- [PROMPT]
"pub mod config;" appears in one line; retype that line and all lines following it through the end of the records, with nothing left out or added.

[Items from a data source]
== Segment start ==
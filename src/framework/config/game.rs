use std::path::PathBuf;

use serde::{Deserialize, Serialize};

use crate::games::dictle::MaskStyle;

#[derive(Deserialize, Serialize, Debug, Clone, Default, PartialEq)]
#[serde(default)]
pub struct GameConfig {
    pub mask: MaskStyle,

    /// Replaces the built-in words, one per line.
    #[serde(skip_serializing_if = "Option::is_none")]
    pub words_file: Option<PathBuf>,
}
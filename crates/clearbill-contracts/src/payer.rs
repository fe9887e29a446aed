//! Coarse payer classification driving the responsibility rules.

use serde::{Deserialize, Serialize};
use std::fmt;

/// The category a carrier is classified into. Determines which override
/// rules apply before any deductible/coinsurance math runs.
#[derive(Debug, Clone, Copy, PartialEq, Eq, Hash, Serialize, Deserialize)]
pub enum PayerCategory {
    Medicaid,
    SelfPay,
    MedicareAdvantage,
    Commercial,
}

impl fmt::Display for PayerCategory {
    fn fmt(&self, f: &mut fmt::Formatter<'_>) -> fmt::Result {
        let name = match self {
            PayerCategory::Medicaid => "Medicaid",
            PayerCategory::SelfPay => "Self-Pay",
            PayerCategory::MedicareAdvantage => "Medicare Advantage",
            PayerCategory::Commercial => "Commercial",
        };
        f.write_str(name)
    }
}
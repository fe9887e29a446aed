//! The fused financial view consumed by the responsibility calculator.

use serde::{Deserialize, Serialize};

/// One reconciled set of benefit values for an insurance record, produced
/// by the fuser from the verification snapshot and the record's own
/// defaults.
///
/// Invariant: every field is non-negative. `deductible_remaining` is either
/// taken directly from the verification source or derived as
/// `max(0, annual − met)`.
#[derive(Debug, Clone, Copy, PartialEq, Serialize, Deserialize)]
pub struct FinancialSnapshot {
    /// Flat copay in dollars; a positive value short-circuits all
    /// deductible/coinsurance math.
    pub copay: f64,
    /// Coinsurance percentage (0–100).
    pub coinsurance_pct: f64,
    /// Dollars of deductible the patient still owes.
    pub deductible_remaining: f64,
}

impl FinancialSnapshot {
    /// True when no financial signal survived fusion at all.
    ///
    /// A calculated $0 backed by an empty snapshot is reported as
    /// "per eligibility" rather than a trustworthy zero.
    pub fn is_empty(&self) -> bool {
        self.copay == 0.0 && self.coinsurance_pct == 0.0 && self.deductible_remaining == 0.0
    }
}
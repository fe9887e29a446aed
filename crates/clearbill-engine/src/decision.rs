//! Publish/suppress decisions over a full set of service-line estimates.
//!
//! A memo is only useful to front-desk staff if it contains at least one
//! concrete, non-trivial number — purely generic placeholders are worse
//! than no memo.

use tracing::debug;

use clearbill_contracts::estimate::{EstimateToken, PostingDecision};

use crate::config::EngineConfig;

/// True when the carrier is financially out of scope by policy (Medicaid
/// and the regional managed-Medicaid entities).
pub fn is_excluded_carrier(config: &EngineConfig, carrier_name: &str) -> bool {
    let name = carrier_name.to_uppercase();
    config
        .medicaid_exclusion_aliases
        .iter()
        .any(|alias| name.contains(alias.as_str()))
}

/// Decide whether the four tokens justify publishing a memo.
///
/// Evaluation order:
/// 1. Excluded carrier → suppress, regardless of computed values.
/// 2. All tokens "Per Elig" → suppress (no information).
/// 3. Exactly a {Per Elig, $0} mixture → suppress (the $0 is not
///    trustworthy without a real zero-coinsurance signal).
/// 4. Any non-zero dollar or percentage → publish.
/// 5. No "Per Elig" at all → publish (even all-zero is a statement).
/// 6. Anything else → suppress.
pub fn should_post(
    config: &EngineConfig,
    carrier_name: &str,
    tokens: &[EstimateToken; 4],
) -> PostingDecision {
    if is_excluded_carrier(config, carrier_name) {
        return PostingDecision::suppress(format!(
            "carrier '{}' matches a Medicaid exclusion alias",
            carrier_name
        ));
    }

    let per_elig = tokens.iter().filter(|t| t.is_per_eligibility()).count();
    let zero_dollar = tokens.iter().filter(|t| t.is_zero_dollar()).count();
    let nonzero = tokens.iter().filter(|t| t.is_nonzero_value()).count();

    debug!(carrier = %carrier_name, per_elig, zero_dollar, nonzero, "posting decision buckets");

    if per_elig == tokens.len() {
        return PostingDecision::suppress("every service line deferred to eligibility");
    }

    if per_elig > 0 && zero_dollar > 0 && per_elig + zero_dollar == tokens.len() {
        return PostingDecision::suppress(
            "only per-eligibility and untrusted $0 lines; nothing concrete to publish",
        );
    }

    if nonzero > 0 {
        return PostingDecision::publish("at least one concrete non-zero estimate");
    }

    if per_elig == 0 {
        return PostingDecision::publish("no per-eligibility placeholders; values are definitive");
    }

    PostingDecision::suppress("no combination of tokens worth publishing")
}

// ── Tests ─────────────────────────────────────────────────────────────────────
//! # clearbill-audit
//!
//! In-memory reference implementation of the engine's `AuditStore`
//! contract.
//!
//! Rows live in a `Vec` behind a `Mutex`, making the store safe to share
//! between the engine and test assertions. A production deployment would
//! back the same trait with a database table; the engine only ever appends
//! rows and asks one existence question, so the contract stays small.

use std::sync::{Arc, Mutex};

use chrono::{DateTime, Utc};
use tracing::debug;

use clearbill_contracts::{
    audit::{AuditEntry, AuditStatus},
    error::{ClearbillError, ClearbillResult},
};
use clearbill_engine::traits::AuditStore;

/// Append-only in-memory audit store.
///
/// Cloning shares the underlying rows, so a test can keep one handle while
/// handing another to the engine.
#[derive(Clone, Default)]
pub struct InMemoryAuditStore {
    rows: Arc<Mutex<Vec<AuditEntry>>>,
}

impl InMemoryAuditStore {
    pub fn new() -> Self {
        Self::default()
    }

    /// Snapshot of every row written so far, in append order.
    pub fn export(&self) -> Vec<AuditEntry> {
        self.rows.lock().expect("audit rows lock poisoned").clone()
    }

    /// Number of rows with the given status.
    pub fn count_by_status(&self, status: AuditStatus) -> usize {
        self.rows
            .lock()
            .expect("audit rows lock poisoned")
            .iter()
            .filter(|row| row.status == status)
            .count()
    }
}

impl AuditStore for InMemoryAuditStore {
    /// Existence query for duplicate suppression: same agent, status in the
    /// given set, `end_time` within the window, message text identical.
    fn has_recent(
        &self,
        agent_id: &str,
        statuses: &[AuditStatus],
        since: DateTime<Utc>,
        message: &str,
    ) -> ClearbillResult<bool> {
        let rows = self.rows.lock().map_err(|e| ClearbillError::AuditError {
            reason: format!("audit rows lock poisoned: {}", e),
        })?;

        let found = rows.iter().any(|row| {
            row.agent_id == agent_id
                && statuses.contains(&row.status)
                && row.end_time >= since
                && row.message == message
        });

        debug!(agent_id, found, "duplicate lookup");
        Ok(found)
    }

    fn insert(&self, entry: AuditEntry) -> ClearbillResult<()> {
        let mut rows = self.rows.lock().map_err(|e| ClearbillError::AuditError {
            reason: format!("audit rows lock poisoned: {}", e),
        })?;
        debug!(agent_id = %entry.agent_id, status = ?entry.status, "audit row appended");
        rows.push(entry);
        Ok(())
    }
}

// ── Tests ─────────────────────────────────────────────────────────────────────
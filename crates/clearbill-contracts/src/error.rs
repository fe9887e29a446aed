//! Error types shared across the Clearbill crates.
//!
//! All fallible operations in the pipeline return `ClearbillResult<T>`.
//! Variants carry enough context to produce a useful audit row when a
//! patient fails at the processing boundary.

use thiserror::Error;

/// The unified error type for the Clearbill engine and its collaborators.
#[derive(Debug, Error)]
pub enum ClearbillError {
    /// The practice-management source could not be read.
    #[error("practice-management source error: {reason}")]
    SourceError { reason: String },

    /// The eligibility-verification service failed in a way the fallback
    /// policy cannot absorb (transport-level, not an empty response).
    #[error("verification service error: {reason}")]
    VerificationError { reason: String },

    /// The publish call to the practice-management system failed.
    #[error("failed to post memo for patient '{patient_id}': {reason}")]
    PublishFailed { patient_id: String, reason: String },

    /// The audit store could not be read or written.
    ///
    /// Logging is best-effort: the pipeline downgrades this to a warning
    /// rather than aborting the run.
    #[error("audit store error: {reason}")]
    AuditError { reason: String },

    /// A required configuration value is missing or invalid.
    #[error("configuration error: {reason}")]
    ConfigError { reason: String },
}

/// Convenience alias used throughout the Clearbill crates.
pub type ClearbillResult<T> = Result<T, ClearbillError>;
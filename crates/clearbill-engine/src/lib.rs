//! # clearbill-engine
//!
//! The patient financial responsibility engine: classifies a patient's
//! insurance into a payer category, fuses verification-service output with
//! practice-management defaults, computes per-service-line dollar
//! responsibility over a payer-specific allowed-amount table, decides
//! whether the result is worth publishing, and renders it into a compact
//! memo — while suppressing duplicate publication via the audit log.
//!
//! External systems (practice management, verification vendor, audit store)
//! are consumed through the traits in [`traits`]; the engine itself
//! performs no I/O beyond those contracts.

pub mod calculator;
pub mod classifier;
pub mod config;
pub mod decision;
pub mod fuse;
pub mod memo;
pub mod pipeline;
pub mod tables;
pub mod traits;

pub use config::EngineConfig;
pub use pipeline::{Engine, RunSummary};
== Segment end ==
- [COMPLETED EXERCISE]
pub mod config;
pub mod decision;
pub mod fuse;
pub mod memo;
pub mod pipeline;
pub mod tables;
pub mod traits;

pub use config::EngineConfig;
pub use pipeline::{Engine, RunSummary};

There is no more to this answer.